What is needed ->
Each line in the records below, from the one that contains "filename src/infrastructure/parsing_error.rs" to the one that contains "pub enum ParsingError", should be reproduced exactly, the first and last included.

───── Supplied entries

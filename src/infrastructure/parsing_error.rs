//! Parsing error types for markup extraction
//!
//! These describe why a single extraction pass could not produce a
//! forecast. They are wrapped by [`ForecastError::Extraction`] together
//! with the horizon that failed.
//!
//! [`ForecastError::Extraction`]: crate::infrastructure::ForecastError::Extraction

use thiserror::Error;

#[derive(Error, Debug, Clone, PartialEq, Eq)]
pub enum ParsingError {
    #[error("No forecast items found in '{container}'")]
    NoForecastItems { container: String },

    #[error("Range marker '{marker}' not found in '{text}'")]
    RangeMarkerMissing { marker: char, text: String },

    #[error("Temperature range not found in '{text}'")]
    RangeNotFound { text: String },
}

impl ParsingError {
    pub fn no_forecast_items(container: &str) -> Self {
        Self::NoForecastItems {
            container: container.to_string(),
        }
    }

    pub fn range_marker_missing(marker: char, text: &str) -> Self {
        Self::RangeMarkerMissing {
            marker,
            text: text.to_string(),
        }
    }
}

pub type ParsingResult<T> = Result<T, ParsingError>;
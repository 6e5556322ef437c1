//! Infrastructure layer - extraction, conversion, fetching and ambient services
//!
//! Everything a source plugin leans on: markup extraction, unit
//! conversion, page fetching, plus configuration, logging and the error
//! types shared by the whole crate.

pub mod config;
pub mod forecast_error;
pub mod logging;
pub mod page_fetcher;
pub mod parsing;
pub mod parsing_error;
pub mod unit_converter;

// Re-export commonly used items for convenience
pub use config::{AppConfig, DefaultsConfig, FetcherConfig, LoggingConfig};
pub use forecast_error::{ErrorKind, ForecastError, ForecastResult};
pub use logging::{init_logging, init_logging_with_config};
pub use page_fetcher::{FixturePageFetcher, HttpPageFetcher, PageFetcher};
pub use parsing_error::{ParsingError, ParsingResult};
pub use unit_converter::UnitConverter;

──────────
───── Supplied entries

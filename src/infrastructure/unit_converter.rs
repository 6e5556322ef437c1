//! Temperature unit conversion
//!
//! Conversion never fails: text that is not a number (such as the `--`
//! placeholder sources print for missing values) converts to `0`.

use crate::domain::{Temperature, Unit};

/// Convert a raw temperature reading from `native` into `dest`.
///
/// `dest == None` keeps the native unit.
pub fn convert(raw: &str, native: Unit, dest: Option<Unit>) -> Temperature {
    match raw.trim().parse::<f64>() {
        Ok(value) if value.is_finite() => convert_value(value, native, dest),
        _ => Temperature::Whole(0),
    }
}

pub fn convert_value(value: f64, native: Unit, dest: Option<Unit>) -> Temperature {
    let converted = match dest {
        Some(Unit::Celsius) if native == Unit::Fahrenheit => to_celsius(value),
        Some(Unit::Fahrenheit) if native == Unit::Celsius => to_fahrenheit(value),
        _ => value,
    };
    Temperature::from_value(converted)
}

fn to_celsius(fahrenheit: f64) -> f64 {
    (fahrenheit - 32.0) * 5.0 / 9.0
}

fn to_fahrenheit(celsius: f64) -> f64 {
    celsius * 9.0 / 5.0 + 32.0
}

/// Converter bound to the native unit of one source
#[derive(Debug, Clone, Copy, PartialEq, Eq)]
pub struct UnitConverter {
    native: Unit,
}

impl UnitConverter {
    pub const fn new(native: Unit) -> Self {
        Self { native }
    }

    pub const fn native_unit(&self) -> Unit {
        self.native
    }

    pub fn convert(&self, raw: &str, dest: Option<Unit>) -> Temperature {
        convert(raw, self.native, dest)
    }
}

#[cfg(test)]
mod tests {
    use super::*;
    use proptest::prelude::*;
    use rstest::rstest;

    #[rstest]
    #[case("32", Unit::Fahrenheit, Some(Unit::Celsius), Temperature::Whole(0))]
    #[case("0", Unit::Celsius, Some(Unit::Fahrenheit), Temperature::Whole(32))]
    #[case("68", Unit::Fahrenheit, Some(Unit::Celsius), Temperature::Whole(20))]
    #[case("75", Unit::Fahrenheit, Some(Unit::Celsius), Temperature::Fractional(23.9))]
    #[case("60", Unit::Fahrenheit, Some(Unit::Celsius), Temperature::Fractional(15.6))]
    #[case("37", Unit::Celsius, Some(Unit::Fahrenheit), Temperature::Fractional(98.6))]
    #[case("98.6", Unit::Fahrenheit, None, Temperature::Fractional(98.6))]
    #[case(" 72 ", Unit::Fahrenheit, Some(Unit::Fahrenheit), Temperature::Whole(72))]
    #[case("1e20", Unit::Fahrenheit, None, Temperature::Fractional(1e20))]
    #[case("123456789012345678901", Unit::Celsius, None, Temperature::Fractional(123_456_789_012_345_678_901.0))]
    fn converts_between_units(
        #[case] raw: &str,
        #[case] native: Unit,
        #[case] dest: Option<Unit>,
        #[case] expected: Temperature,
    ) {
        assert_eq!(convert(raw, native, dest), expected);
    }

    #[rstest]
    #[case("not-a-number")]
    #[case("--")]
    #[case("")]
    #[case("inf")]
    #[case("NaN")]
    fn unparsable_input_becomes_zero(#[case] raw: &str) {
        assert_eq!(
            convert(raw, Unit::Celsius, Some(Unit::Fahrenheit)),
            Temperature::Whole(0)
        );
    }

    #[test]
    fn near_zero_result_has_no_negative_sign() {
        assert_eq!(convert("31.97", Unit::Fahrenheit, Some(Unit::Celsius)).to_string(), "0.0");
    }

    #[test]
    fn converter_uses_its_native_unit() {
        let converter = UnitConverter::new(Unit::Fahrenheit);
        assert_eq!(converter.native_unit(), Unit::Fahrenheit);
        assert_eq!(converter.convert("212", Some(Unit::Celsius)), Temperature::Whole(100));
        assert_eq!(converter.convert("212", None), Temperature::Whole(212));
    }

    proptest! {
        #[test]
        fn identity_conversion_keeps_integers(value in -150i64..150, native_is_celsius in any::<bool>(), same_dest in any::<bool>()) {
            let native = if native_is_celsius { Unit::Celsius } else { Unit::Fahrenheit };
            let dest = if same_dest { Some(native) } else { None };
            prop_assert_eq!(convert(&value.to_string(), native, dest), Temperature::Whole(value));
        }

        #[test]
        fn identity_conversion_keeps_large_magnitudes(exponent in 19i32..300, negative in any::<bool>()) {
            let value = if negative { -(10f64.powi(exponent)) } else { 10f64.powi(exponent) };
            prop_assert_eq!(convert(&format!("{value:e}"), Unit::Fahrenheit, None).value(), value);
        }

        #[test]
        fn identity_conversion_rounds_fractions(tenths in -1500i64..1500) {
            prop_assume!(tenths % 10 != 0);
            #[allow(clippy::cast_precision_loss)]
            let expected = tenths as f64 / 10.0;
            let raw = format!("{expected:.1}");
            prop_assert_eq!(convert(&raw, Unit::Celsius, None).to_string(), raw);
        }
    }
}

──────────
───── Supplied entries

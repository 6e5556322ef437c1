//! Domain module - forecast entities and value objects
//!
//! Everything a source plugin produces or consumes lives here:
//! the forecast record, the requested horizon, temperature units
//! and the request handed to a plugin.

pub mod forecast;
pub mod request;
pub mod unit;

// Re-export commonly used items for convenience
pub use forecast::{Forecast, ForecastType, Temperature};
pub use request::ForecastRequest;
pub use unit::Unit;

──────────

Solution for this problem ->
filename src/infrastructure/parsing_error.rs
//! Parsing error types for markup extraction
//!
//! These describe why a single extraction pass could not produce a
//! forecast. They are wrapped by [`ForecastError::Extraction`] together
//! with the horizon that failed.
//!
//! [`ForecastError::Extraction`]: crate::infrastructure::ForecastError::Extraction

use thiserror::Error;

#[derive(Error, Debug, Clone, PartialEq, Eq)]
pub enum ParsingError {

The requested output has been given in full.